• This is definitely a title that deserves a second go from any reviewer who was on a bad day. The film is definitely a honest, realistic and anti-pop script on unfulfilled love and unmet opportunities that fate will endeavour to correspond and correct, regardless of one's utter/innermost intentions. One of the most amazing things I tasted on this film is the fact that I simply dislike love films, with their pop-culture of dreamy realisations and commitments. This one is truthful to the very bone of what life is, there is no sanding of sharp edges, it will hurt the viewer and the characters as much as one's expectations that everything must be happiness. The movie covers very well how certain decisions in life or an inevitability can undermine years of experiences that simply won't take place. Thus, happiness or the possibility of more, purer or different happiness must be reassessed and played against what life juggled at us.

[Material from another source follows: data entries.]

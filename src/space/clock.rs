use crate::*;
use std::cell::Cell;
use std::rc::Rc;
use std::time::Duration;
use std::time::Instant;

/// Manually advanced normalized time.
///
/// Clones share the same underlying time, so the driver keeps one handle
/// to advance while the parties read theirs.
#[derive(Debug, Clone, Default)]
pub struct Clock(Rc<Cell<Time>>);

impl Clock {
    pub fn at(t: Time) -> Self {
        Self(Rc::new(Cell::new(t)))
    }
    /// Move the clock to `t`. Clamped to [0, 1] and never moves backwards.
    pub fn set(&self, t: Time) {
        self.0.set(t.clamp(0.0, DEADLINE).max(self.0.get()));
    }
    /// Position of round `round` in a session of `rounds` rounds.
    pub fn round(&self, round: usize, rounds: usize) {
        self.set(round as Time / rounds.max(1) as Time);
    }
}

impl Timeline for Clock {
    fn time(&self) -> Time {
        self.0.get()
    }
}

/// Wall-clock session of fixed duration.
#[derive(Debug, Clone, Copy)]
pub struct Deadline {
    start: Instant,
    duration: Duration,
}

impl From<Duration> for Deadline {
    fn from(duration: Duration) -> Self {
        Self {
            start: Instant::now(),
            duration,
        }
    }
}

impl Timeline for Deadline {
    fn time(&self) -> Time {
        if self.duration.is_zero() {
            DEADLINE
        } else {
            (self.start.elapsed().as_secs_f64() / self.duration.as_secs_f64()).min(DEADLINE)
        }
    }
}
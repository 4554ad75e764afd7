use thiserror::Error;

/// Failures the strategy surfaces to its driver.
///
/// Carried inside `anyhow::Error` at the API seams; callers that need to
/// branch on the kind can `downcast_ref::<NegotiationError>()`.
#[derive(Debug, Error, Clone, PartialEq, Eq)]
pub enum NegotiationError {
    #[error("maximum utility bid unavailable: {0}")]
    MaxBidUnavailable(String),

    #[error("no free opponent slot for sender {0}; at most two opponents are tracked")]
    TooManyOpponents(String),

    #[error("issue {0} has no values to offer")]
    EmptyIssue(String),

    #[error("invalid scenario: {0}")]
    Scenario(String),

    #[error("{0} accepted with no offer on the table")]
    NothingToAccept(String),
}
//! Opponent-modelling concession strategy for alternating-offers negotiation.
//!
//! The strategy holds a private preference model over a discrete multi-issue
//! domain, learns time-decayed frequency models of up to two counterparties,
//! and on every turn accepts, offers, or walks away.
//!
//! # Module Structure
//!
//! - `domain` — Issues, values, and complete bids
//! - `space` — Read-only collaborators (utility space, timeline) plus reference impls
//! - `preference` — Own per-issue disutility model
//! - `opponent` — Per-opponent frequency models and the two-slot registry
//! - `generator` — Opponent-informed concession bid sampling
//! - `policy` — Turn-level accept/offer/end decisions
//! - `session` — Minimal multilateral driver for simulation
mod domain;
mod error;
mod generator;
mod opponent;
mod policy;
mod preference;
mod session;
mod space;

pub use domain::*;
pub use error::*;
pub use generator::*;
pub use opponent::*;
pub use policy::*;
pub use preference::*;
pub use session::*;
pub use space::*;

// ============================================================================
// TYPE ALIASES
// ============================================================================
/// Normalized session time in [0, 1].
pub type Time = f64;
/// Aggregate self-value of a bid, as computed by the utility space.
pub type Utility = f64;
/// Relative importance of an issue. Weights across issues sum to 1.
pub type Weight = f64;
/// Normalized loss of a value relative to the issue's best value. Always <= 0.
pub type Disutility = f64;
/// Accumulated, time-decayed evidence of an opponent's preference.
pub type Frequency = f64;
/// Integer evaluation of a discrete value.
pub type Score = u32;

// ============================================================================
// OPPONENT MODELLING
// Observations decay with elapsed time: w(t) = 1 - t^α.
// ============================================================================
/// Decay exponent (α). Early offers outweigh late, more tactical ones.
pub const ALPHA: f64 = 1.3;
/// Blend weight (ω) between opponent slot A and slot B.
pub const OMEGA: f64 = 0.5;

// ============================================================================
// CONCESSION SCHEDULE
// Floor decreases linearly from 1.0 at t = 0 to 0.8 at the deadline.
// ============================================================================
/// Utility conceded per unit of normalized time.
pub const CONCESSION_RATE: Utility = 0.2;
/// Floor value past the deadline.
pub const CONCESSION_MINIMUM: Utility = 0.8;
/// Before this time the strategy only ever offers its best bid.
pub const SELFISH_PHASE: Time = 0.5;
/// Normalized time at which the strategy walks away.
pub const DEADLINE: Time = 1.0;

/// Static human-readable identifier of the strategy.
pub const DESCRIPTION: &str = "Agent Get Lucky";

/// Minimum utility an incoming offer must exceed to be accepted at time `t`.
pub fn concession(t: Time) -> Utility {
    if t > DEADLINE {
        CONCESSION_MINIMUM
    } else {
        1.0 - CONCESSION_RATE * t
    }
}

/// Weight of an opponent observation made at time `t`.
pub fn decay(t: Time) -> Frequency {
    1.0 - t.powf(ALPHA)
}

// ============================================================================
// RUNTIME UTILITIES
// ============================================================================
/// Log every turn to `logs/haggle-<unix seconds>.log`, and INFO to the
/// terminal (DEBUG when `verbose`).
#[cfg(feature = "cli")]
pub fn log(verbose: bool) -> anyhow::Result<()> {
    let quiet = simplelog::ConfigBuilder::new()
        .set_location_level(log::LevelFilter::Off)
        .set_target_level(log::LevelFilter::Off)
        .set_thread_level(log::LevelFilter::Off)
        .build();
    let terminal = match verbose {
        true => log::LevelFilter::Debug,
        false => log::LevelFilter::Info,
    };
    let stamp = std::time::SystemTime::now()
        .duration_since(std::time::UNIX_EPOCH)?
        .as_secs();
    let path = format!("logs/haggle-{}.log", stamp);
    std::fs::create_dir_all("logs")?;
    simplelog::CombinedLogger::init(vec![
        simplelog::TermLogger::new(
            terminal,
            quiet.clone(),
            simplelog::TerminalMode::Stderr,
            simplelog::ColorChoice::Auto,
        ),
        simplelog::WriteLogger::new(log::LevelFilter::Debug, quiet, std::fs::File::create(&path)?),
    ])?;
    log::debug!("{:<32}{:<32}", "log file", path);
    Ok(())
}

#[cfg(test)]
mod tests {
    use super::*;
    #[test]
    fn concession_is_linear_until_deadline() {
        assert_eq!(concession(0.0), 1.0);
        assert!((concession(0.5) - 0.9).abs() < 1e-12);
        assert!((concession(0.9) - 0.82).abs() < 1e-12);
        assert!((concession(1.0) - 0.8).abs() < 1e-12);
    }
    #[test]
    fn concession_is_clamped_past_deadline() {
        assert_eq!(concession(1.5), CONCESSION_MINIMUM);
    }
    #[test]
    fn decay_is_one_at_start_and_zero_at_deadline() {
        assert_eq!(decay(0.0), 1.0);
        assert_eq!(decay(1.0), 0.0);
    }
    #[test]
    fn decay_decreases_with_time() {
        let samples = (0..=10).map(|i| decay(i as Time / 10.0)).collect::<Vec<_>>();
        assert!(samples.windows(2).all(|w| w[0] > w[1]));
        assert!(samples.iter().all(|w| *w >= 0.0));
    }
}
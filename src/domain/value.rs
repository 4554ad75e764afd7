use serde::Deserialize;
use serde::Serialize;

/// An atomic discrete outcome of one issue.
///
/// Values compare by name. Two values with the same name under the same
/// issue are the same value, regardless of where they were constructed.
#[derive(Debug, Clone, PartialEq, Eq, Hash, PartialOrd, Ord, Serialize, Deserialize)]
#[serde(transparent)]
pub struct Value(String);

impl Value {
    pub fn name(&self) -> &str {
        &self.0
    }
}

impl From<&str> for Value {
    fn from(name: &str) -> Self {
        Self(name.to_string())
    }
}
impl From<String> for Value {
    fn from(name: String) -> Self {
        Self(name)
    }
}

impl std::fmt::Display for Value {
    fn fmt(&self, f: &mut std::fmt::Formatter) -> std::fmt::Result {
        write!(f, "{}", self.0)
    }
}
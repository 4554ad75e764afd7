use crate::*;

/// Multilateral alternating-offers driver.
///
/// Parties move in seating order, once per round. Before every move the
/// shared clock is set to `round / rounds`, and every move is broadcast to
/// all other parties. An offer accepted by every other party in succession
/// closes the session, as does any party walking away.
///
/// With a wall-clock [`Deadline`], the clock follows the deadline instead
/// and `rounds` only caps how many rounds are played.
pub struct Session {
    clock: Clock,
    rounds: usize,
    deadline: Option<Deadline>,
    seats: Vec<(String, Box<dyn Party>)>,
}

impl Session {
    /// Session of `rounds` rounds driving `clock`. Parties should read time
    /// from clones of the same clock.
    pub fn new(clock: Clock, rounds: usize) -> Self {
        Self {
            clock,
            rounds,
            deadline: None,
            seats: Vec::new(),
        }
    }
    /// Drive the clock from wall time rather than the round count.
    pub fn timed(mut self, deadline: Deadline) -> Self {
        self.deadline = Some(deadline);
        self
    }
    pub fn sit<P>(&mut self, name: &str, party: P)
    where
        P: Party + 'static,
    {
        let party: Box<dyn Party> = Box::new(party);
        self.seats.push((name.to_string(), party));
    }
    pub fn party(&self, name: &str) -> Option<&dyn Party> {
        self.seats
            .iter()
            .find(|(n, _)| n == name)
            .map(|(_, p)| p.as_ref())
    }
    pub fn names(&self) -> impl Iterator<Item = &str> {
        self.seats.iter().map(|(n, _)| n.as_str())
    }

    /// Play until agreement, breakdown, or the last round.
    pub fn run(&mut self) -> anyhow::Result<Outcome> {
        let n = self.seats.len();
        if n < 2 {
            return Err(NegotiationError::Scenario(format!("{} parties seated, need at least 2", n)).into());
        }
        let mut table = None::<Bid>;
        let mut accepts = 0;
        for round in 0..=self.rounds {
            for i in 0..n {
                self.tick(round);
                let name = self.seats[i].0.clone();
                let action = self.seats[i].1.decide()?;
                log::debug!("{:<8}{:<16}{}", round, name, action);
                match &action {
                    Action::Offer(bid) => {
                        table = Some(bid.clone());
                        accepts = 0;
                    }
                    Action::Accept(_) => {
                        let bid = table
                            .clone()
                            .ok_or_else(|| NegotiationError::NothingToAccept(name.clone()))?;
                        accepts += 1;
                        if accepts == n - 1 {
                            return Ok(self.agreement(bid, round));
                        }
                    }
                    Action::End => {
                        return Ok(Outcome::Breakdown { round, by: name });
                    }
                }
                for (_, party) in self.seats.iter_mut().filter(|(other, _)| *other != name) {
                    party.receive(&name, &action)?;
                }
            }
        }
        Ok(Outcome::Timeout {
            rounds: self.rounds,
        })
    }

    fn tick(&self, round: usize) {
        match self.deadline.as_ref() {
            Some(deadline) => self.clock.set(deadline.time()),
            None => self.clock.round(round, self.rounds),
        }
    }
    fn agreement(&self, bid: Bid, round: usize) -> Outcome {
        let utilities = self
            .seats
            .iter()
            .map(|(name, party)| (name.clone(), party.utility(&bid)))
            .collect();
        Outcome::Agreement {
            bid,
            round,
            utilities,
        }
    }
}
mod preference;
mod weight;

pub use preference::*;
pub use weight::*;
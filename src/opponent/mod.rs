mod opponent;
mod slots;
mod store;

pub use opponent::*;
pub use slots::*;
pub use store::*;
mod bid;
mod domain;
mod issue;
mod value;

pub use bid::*;
pub use domain::*;
pub use issue::*;
pub use value::*;
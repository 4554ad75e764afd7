mod action;
mod agent;
mod party;
mod state;

pub use action::*;
pub use agent::*;
pub use party::*;
pub use state::*;
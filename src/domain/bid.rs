use super::*;
use serde::Deserialize;
use serde::Serialize;
use std::collections::BTreeMap;

/// Assignment of one value to every issue of a domain.
///
/// Completeness is an invariant of bids exchanged with the environment;
/// bids received from counterparties are trusted to be complete.
#[derive(Debug, Clone, Default, PartialEq, Eq, Hash, PartialOrd, Ord, Serialize, Deserialize)]
pub struct Bid(BTreeMap<IssueId, Value>);

impl Bid {
    pub fn get(&self, issue: IssueId) -> Option<&Value> {
        self.0.get(&issue)
    }
    /// Set the value for an issue, replacing any previous assignment.
    pub fn assign(&mut self, issue: IssueId, value: Value) {
        self.0.insert(issue, value);
    }
    pub fn iter(&self) -> impl Iterator<Item = (&IssueId, &Value)> {
        self.0.iter()
    }
    /// True if every issue of the domain carries one of its own values
    /// and nothing else is assigned.
    pub fn complete(&self, domain: &Domain) -> bool {
        self.0.len() == domain.issues().len()
            && domain
                .issues()
                .iter()
                .all(|issue| self.get(issue.id()).is_some_and(|v| issue.admits(v)))
    }
}

impl FromIterator<(IssueId, Value)> for Bid {
    fn from_iter<I: IntoIterator<Item = (IssueId, Value)>>(iter: I) -> Self {
        Self(iter.into_iter().collect())
    }
}

impl std::fmt::Display for Bid {
    fn fmt(&self, f: &mut std::fmt::Formatter) -> std::fmt::Result {
        write!(f, "{{")?;
        for (i, (issue, value)) in self.0.iter().enumerate() {
            if i > 0 {
                write!(f, ", ")?;
            }
            write!(f, "{}={}", issue, value)?;
        }
        write!(f, "}}")
    }
}

#[cfg(test)]
mod tests {
    use super::*;
    #[test]
    fn partial_bid_is_incomplete() {
        let domain = Domain::from(vec![
            Issue::new(IssueId::from(1), "x", vec![Value::from("a")]),
            Issue::new(IssueId::from(2), "y", vec![Value::from("b")]),
        ]);
        let mut bid = Bid::default();
        bid.assign(IssueId::from(1), Value::from("a"));
        assert!(!bid.complete(&domain));
        bid.assign(IssueId::from(2), Value::from("b"));
        assert!(bid.complete(&domain));
    }
    #[test]
    fn foreign_value_is_incomplete() {
        let domain = Domain::from(vec![Issue::new(IssueId::from(1), "x", vec![Value::from("a")])]);
        let bid = Bid::from_iter([(IssueId::from(1), Value::from("z"))]);
        assert!(!bid.complete(&domain));
    }
    #[test]
    fn display_lists_assignments() {
        let bid = Bid::from_iter([
            (IssueId::from(2), Value::from("b")),
            (IssueId::from(1), Value::from("a")),
        ]);
        assert_eq!(bid.to_string(), "{#1=a, #2=b}");
    }
}
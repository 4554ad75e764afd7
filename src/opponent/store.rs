use crate::*;
use std::collections::BTreeMap;

/// Accumulated evidence of one opponent's preference over one issue.
///
/// Every known value starts at 0 and only ever grows, by the decayed
/// weight of the time at which it was observed.
#[derive(Debug, Clone)]
pub struct IssueStore {
    name: String,
    values: BTreeMap<Value, Frequency>,
}

impl From<&Issue> for IssueStore {
    fn from(issue: &Issue) -> Self {
        Self {
            name: issue.name().to_string(),
            values: issue.values().iter().map(|v| (v.clone(), 0.0)).collect(),
        }
    }
}

impl IssueStore {
    pub fn name(&self) -> &str {
        &self.name
    }
    /// Credit `value` with an observation made at time `t`.
    /// Values outside the issue are ignored.
    pub fn observe(&mut self, value: &Value, t: Time) {
        if let Some(frequency) = self.values.get_mut(value) {
            *frequency += decay(t.clamp(0.0, DEADLINE));
        }
    }
    /// Accumulated score of `value`; 0 if never observed.
    pub fn frequency(&self, value: &Value) -> Frequency {
        self.values.get(value).copied().unwrap_or(0.0)
    }
}

impl std::fmt::Display for IssueStore {
    fn fmt(&self, f: &mut std::fmt::Formatter) -> std::fmt::Result {
        write!(f, "{}: {{", self.name)?;
        for (i, (value, frequency)) in self.values.iter().enumerate() {
            if i > 0 {
                write!(f, ", ")?;
            }
            write!(f, "{}={:.3}", value, frequency)?;
        }
        write!(f, "}}")
    }
}

#[cfg(test)]
mod tests {
    use super::*;
    fn store() -> IssueStore {
        IssueStore::from(&Issue::new(
            IssueId::from(1),
            "x",
            vec![Value::from("a"), Value::from("b")],
        ))
    }
    #[test]
    fn values_start_at_zero() {
        let store = store();
        assert_eq!(store.frequency(&Value::from("a")), 0.0);
        assert_eq!(store.frequency(&Value::from("b")), 0.0);
    }
    #[test]
    fn observation_at_start_counts_one() {
        let mut store = store();
        store.observe(&Value::from("a"), 0.0);
        assert_eq!(store.frequency(&Value::from("a")), 1.0);
    }
    #[test]
    fn observation_at_deadline_counts_nothing() {
        let mut store = store();
        store.observe(&Value::from("a"), 1.0);
        assert_eq!(store.frequency(&Value::from("a")), 0.0);
    }
    #[test]
    fn unknown_values_are_zero_and_ignored() {
        let mut store = store();
        store.observe(&Value::from("z"), 0.0);
        assert_eq!(store.frequency(&Value::from("z")), 0.0);
        assert_eq!(store.frequency(&Value::from("a")), 0.0);
        assert_eq!(store.frequency(&Value::from("b")), 0.0);
    }
    #[test]
    fn frequency_never_decreases() {
        let mut store = store();
        let a = Value::from("a");
        let mut last = store.frequency(&a);
        for i in 0..=20 {
            store.observe(&a, i as Time / 20.0);
            let next = store.frequency(&a);
            assert!(next >= last);
            assert!(next >= 0.0);
            last = next;
        }
    }
}
use crate::*;
use std::collections::BTreeMap;

/// Own preference over one issue: its weighting and the integer
/// evaluation of each of its values.
///
/// The best evaluation is cached as scores are recorded, so disutility
/// lookups never rescan the issue.
#[derive(Debug, Clone)]
pub struct IssueWeight {
    name: String,
    weighting: Weight,
    peak: Score,
    scores: BTreeMap<Value, Score>,
}

impl IssueWeight {
    pub fn new(name: &str, weighting: Weight) -> Self {
        Self {
            name: name.to_string(),
            weighting,
            peak: 0,
            scores: BTreeMap::new(),
        }
    }
    pub fn name(&self) -> &str {
        &self.name
    }
    pub fn weighting(&self) -> Weight {
        self.weighting
    }
    /// Highest evaluation recorded for this issue.
    pub fn peak(&self) -> Score {
        self.peak
    }
    pub fn score(&self, value: &Value) -> Option<Score> {
        self.scores.get(value).copied()
    }
    pub fn record(&mut self, value: Value, score: Score) {
        self.peak = self.peak.max(score);
        self.scores.insert(value, score);
    }
    /// d(v) = w · (s(v) - max s) / max s
    ///
    /// Zero at the best value and negative elsewhere. An issue whose best
    /// evaluation is 0 expresses no preference, so every value costs 0.
    pub fn disutility(&self, value: &Value) -> Disutility {
        let score = self
            .score(value)
            .unwrap_or_else(|| panic!("value {} of issue {} was never scored", value, self.name));
        match self.peak {
            0 => 0.0,
            peak => self.weighting * (score as f64 - peak as f64) / peak as f64,
        }
    }
}

impl std::fmt::Display for IssueWeight {
    fn fmt(&self, f: &mut std::fmt::Formatter) -> std::fmt::Result {
        write!(f, "{}: {{", self.name)?;
        for (i, (value, score)) in self.scores.iter().enumerate() {
            if i > 0 {
                write!(f, ", ")?;
            }
            write!(f, "{}={}", value, score)?;
        }
        write!(f, "}}")
    }
}

#[cfg(test)]
mod tests {
    use super::*;
    #[test]
    fn peak_tracks_maximum() {
        let mut weight = IssueWeight::new("x", 0.5);
        weight.record(Value::from("a"), 3);
        weight.record(Value::from("b"), 7);
        weight.record(Value::from("c"), 5);
        assert_eq!(weight.peak(), 7);
    }
    #[test]
    fn disutility_is_zero_at_peak() {
        let mut weight = IssueWeight::new("x", 0.6);
        weight.record(Value::from("x1"), 10);
        weight.record(Value::from("x2"), 0);
        assert_eq!(weight.disutility(&Value::from("x1")), 0.0);
        assert!((weight.disutility(&Value::from("x2")) + 0.6).abs() < 1e-12);
    }
    #[test]
    fn zero_peak_means_no_disutility() {
        let mut weight = IssueWeight::new("x", 0.9);
        weight.record(Value::from("a"), 0);
        weight.record(Value::from("b"), 0);
        assert_eq!(weight.disutility(&Value::from("a")), 0.0);
        assert_eq!(weight.disutility(&Value::from("b")), 0.0);
    }
    #[test]
    #[should_panic]
    fn unscored_value_panics() {
        IssueWeight::new("x", 0.5).disutility(&Value::from("nope"));
    }
}
//! Read-only collaborators supplied by the negotiation environment.
//!
//! The strategy core only ever talks to [`Space`] and [`Timeline`]. The
//! concrete types here back the simulation driver and the tests.
mod additive;
mod clock;

pub use additive::*;
pub use clock::*;

use crate::*;

/// Utility space over a discrete domain.
///
/// Owns the domain, the per-issue weighting, and the per-value integer
/// evaluations. Aggregation and max-bid search are its business, not the
/// strategy's.
pub trait Space {
    /// The domain this space is defined over.
    fn domain(&self) -> &Domain;
    /// Weighting of an issue. Weights across the domain sum to 1.
    fn weight(&self, issue: &Issue) -> Weight;
    /// Integer evaluation of a value of an issue.
    fn score(&self, issue: &Issue, value: &Value) -> Score;
    /// Aggregate utility of a complete bid, in [0, 1].
    fn utility(&self, bid: &Bid) -> Utility;
    /// Bid with the highest utility. May be unavailable.
    fn best(&self) -> anyhow::Result<Bid>;
}

/// Session clock, normalized to [0, 1] and monotone within a session.
pub trait Timeline {
    fn time(&self) -> Time;
}
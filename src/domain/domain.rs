use super::*;

/// Ordered list of discrete issues under negotiation.
#[derive(Debug, Clone, Default, PartialEq, Eq)]
pub struct Domain {
    issues: Vec<Issue>,
}

impl From<Vec<Issue>> for Domain {
    fn from(issues: Vec<Issue>) -> Self {
        Self { issues }
    }
}

impl Domain {
    pub fn issues(&self) -> &[Issue] {
        &self.issues
    }
    pub fn issue(&self, id: IssueId) -> Option<&Issue> {
        self.issues.iter().find(|i| i.id() == id)
    }
    /// Number of distinct complete bids.
    pub fn size(&self) -> usize {
        self.issues.iter().map(|i| i.values().len()).product()
    }
    /// Every complete bid in the domain, in lexicographic issue-value order.
    /// Empty if any issue has no values, or if there are no issues at all.
    pub fn bids(&self) -> Vec<Bid> {
        if self.issues.is_empty() {
            return Vec::new();
        }
        self.issues.iter().fold(vec![Bid::default()], |partials, issue| {
            partials
                .iter()
                .flat_map(|partial| {
                    issue.values().iter().map(move |value| {
                        let mut bid = partial.clone();
                        bid.assign(issue.id(), value.clone());
                        bid
                    })
                })
                .collect()
        })
    }
}

impl std::fmt::Display for Domain {
    fn fmt(&self, f: &mut std::fmt::Formatter) -> std::fmt::Result {
        for issue in self.issues.iter() {
            writeln!(f, "{}", issue)?;
        }
        Ok(())
    }
}

#[cfg(test)]
mod tests {
    use super::*;
    fn domain() -> Domain {
        Domain::from(vec![
            Issue::new(IssueId::from(1), "x", vec![Value::from("x1"), Value::from("x2")]),
            Issue::new(IssueId::from(2), "y", vec![Value::from("y1"), Value::from("y2"), Value::from("y3")]),
        ])
    }
    #[test]
    fn bids_enumerate_cartesian_product() {
        let domain = domain();
        let bids = domain.bids();
        assert_eq!(bids.len(), domain.size());
        assert_eq!(bids.len(), 6);
        assert!(bids.iter().all(|b| b.complete(&domain)));
    }
    #[test]
    fn bids_are_distinct() {
        let bids = domain().bids();
        let unique = bids.iter().collect::<std::collections::BTreeSet<_>>();
        assert_eq!(unique.len(), bids.len());
    }
    #[test]
    fn empty_domain_has_no_bids() {
        assert!(Domain::default().bids().is_empty());
    }
    #[test]
    fn issue_lookup_by_id() {
        let domain = domain();
        assert_eq!(domain.issue(IssueId::from(2)).map(Issue::name), Some("y"));
        assert!(domain.issue(IssueId::from(3)).is_none());
    }
}
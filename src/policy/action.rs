use crate::*;

/// A move in an alternating-offers session, made by us or received from
/// a counterparty.
#[derive(Debug, Clone, PartialEq, Eq)]
pub enum Action {
    /// Agree to the offer currently on the table.
    Accept(Bid),
    /// Put a new bid on the table.
    Offer(Bid),
    /// Walk away from the negotiation.
    End,
}

impl Action {
    pub fn bid(&self) -> Option<&Bid> {
        match self {
            Action::Accept(bid) | Action::Offer(bid) => Some(bid),
            Action::End => None,
        }
    }
    pub fn is_end(&self) -> bool {
        matches!(self, Action::End)
    }
}

impl std::fmt::Display for Action {
    fn fmt(&self, f: &mut std::fmt::Formatter) -> std::fmt::Result {
        match self {
            Action::Accept(bid) => write!(f, "ACCEPT {}", bid),
            Action::Offer(bid) => write!(f, "OFFER  {}", bid),
            Action::End => write!(f, "END"),
        }
    }
}
use crate::*;
use std::collections::BTreeMap;

/// The strategy's own preference model, keyed by issue.
#[derive(Debug, Clone, Default)]
pub struct Preference {
    weights: BTreeMap<IssueId, IssueWeight>,
}

impl Preference {
    /// Register an issue. An issue already registered keeps its weighting.
    pub fn add_issue(&mut self, issue: &Issue, weighting: Weight) {
        self.weights
            .entry(issue.id())
            .or_insert_with(|| IssueWeight::new(issue.name(), weighting));
    }
    /// Store the evaluation of a value of a registered issue.
    pub fn record_score(&mut self, issue: &Issue, value: &Value, score: Score) {
        self.weights
            .get_mut(&issue.id())
            .unwrap_or_else(|| panic!("issue {} was never registered", issue.name()))
            .record(value.clone(), score);
    }
    /// Normalized loss of choosing `value` for `issue`, in [-weighting, 0].
    pub fn disutility(&self, issue: &Issue, value: &Value) -> Disutility {
        self.weight(issue).disutility(value)
    }
    pub fn weight(&self, issue: &Issue) -> &IssueWeight {
        self.weights
            .get(&issue.id())
            .unwrap_or_else(|| panic!("issue {} was never registered", issue.name()))
    }
    /// Summed disutility of every assignment in a bid.
    pub fn cost(&self, domain: &Domain, bid: &Bid) -> Disutility {
        domain
            .issues()
            .iter()
            .filter_map(|issue| bid.get(issue.id()).map(|v| self.disutility(issue, v)))
            .sum()
    }
}

/// Populate the model from the environment's utility space.
impl<S> From<&S> for Preference
where
    S: Space,
{
    fn from(space: &S) -> Self {
        let mut preference = Self::default();
        for issue in space.domain().issues() {
            preference.add_issue(issue, space.weight(issue));
            for value in issue.values() {
                preference.record_score(issue, value, space.score(issue, value));
            }
        }
        preference
    }
}

impl std::fmt::Display for Preference {
    fn fmt(&self, f: &mut std::fmt::Formatter) -> std::fmt::Result {
        for weight in self.weights.values() {
            writeln!(f, "\t{}", weight)?;
        }
        Ok(())
    }
}
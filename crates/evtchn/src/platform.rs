//! Platform trait.
//! The platform is the interface between the event-channel engine and the rest of the
//! hypervisor: scheduler, interrupt controller and security policy.

use crate::ids::{DomainId, Pirq, Port, VcpuId, Virq};
use crate::EvtchnError;

/// An operation submitted to the security policy.
#[derive(Clone, Copy, Debug, PartialEq, Eq)]
pub enum Action {
    AllocUnbound { domain: DomainId, remote: DomainId },
    BindInterdomain { remote: DomainId, remote_port: Port },
    BindVirq { virq: Virq, vcpu: VcpuId },
    BindIpi { vcpu: VcpuId },
    BindPirq { pirq: Pirq },
    BindVcpu { port: Port, vcpu: VcpuId },
    Close { port: Port },
    Send { port: Port },
    Status { domain: DomainId, port: Port },
    Unmask { port: Port },
    SetPriority { port: Port },
    Reset { domain: DomainId },
}

pub trait Platform {
    /// Kick a vCPU that has a fresh upcall pending.
    fn wake(&self, domain: DomainId, vcpu: VcpuId);

    /// Whether a long running walk should yield back to its caller.
    fn preempt_check(&self) -> bool {
        false
    }

    /// Route a physical interrupt to the guest.
    fn pirq_bind(
        &self,
        _domain: DomainId,
        _pirq: Pirq,
        _vcpu: VcpuId,
        _shared: bool,
    ) -> Result<(), EvtchnError> {
        Ok(())
    }

    fn pirq_unbind(&self, _domain: DomainId, _pirq: Pirq) {}

    /// The vCPU handling a physical interrupt changed.
    fn pirq_set_affinity(&self, _domain: DomainId, _pirq: Pirq, _vcpu: VcpuId) {}

    /// Authorization check run before any state is touched.
    fn authorize(&self, _subject: DomainId, _action: Action) -> Result<(), EvtchnError> {
        Ok(())
    }
}

// —————————————————————— Default NoPlatform Implementation —————————————————————— //

/// Placeholder platform: nobody to wake, never preempts, allows everything.
pub struct NoPlatform {}

impl Platform for NoPlatform {
    fn wake(&self, _domain: DomainId, _vcpu: VcpuId) {}
}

Does life deserve to be re-imagined against all aspects that offer one stability and moral standards? This is the decision we all debate through the film itself.

    Some people might not like Eugenia "China" Suarez as a person but the way she conducts the character's progression and response to the other actor, Benjamin (also incredibly good), made me stop criticising astonishingly beautiful women who play love parts. She suffers like I'd see any person suffer, he believes to the very last moment like I see any other person willing to believe. The movie is very honest and very good.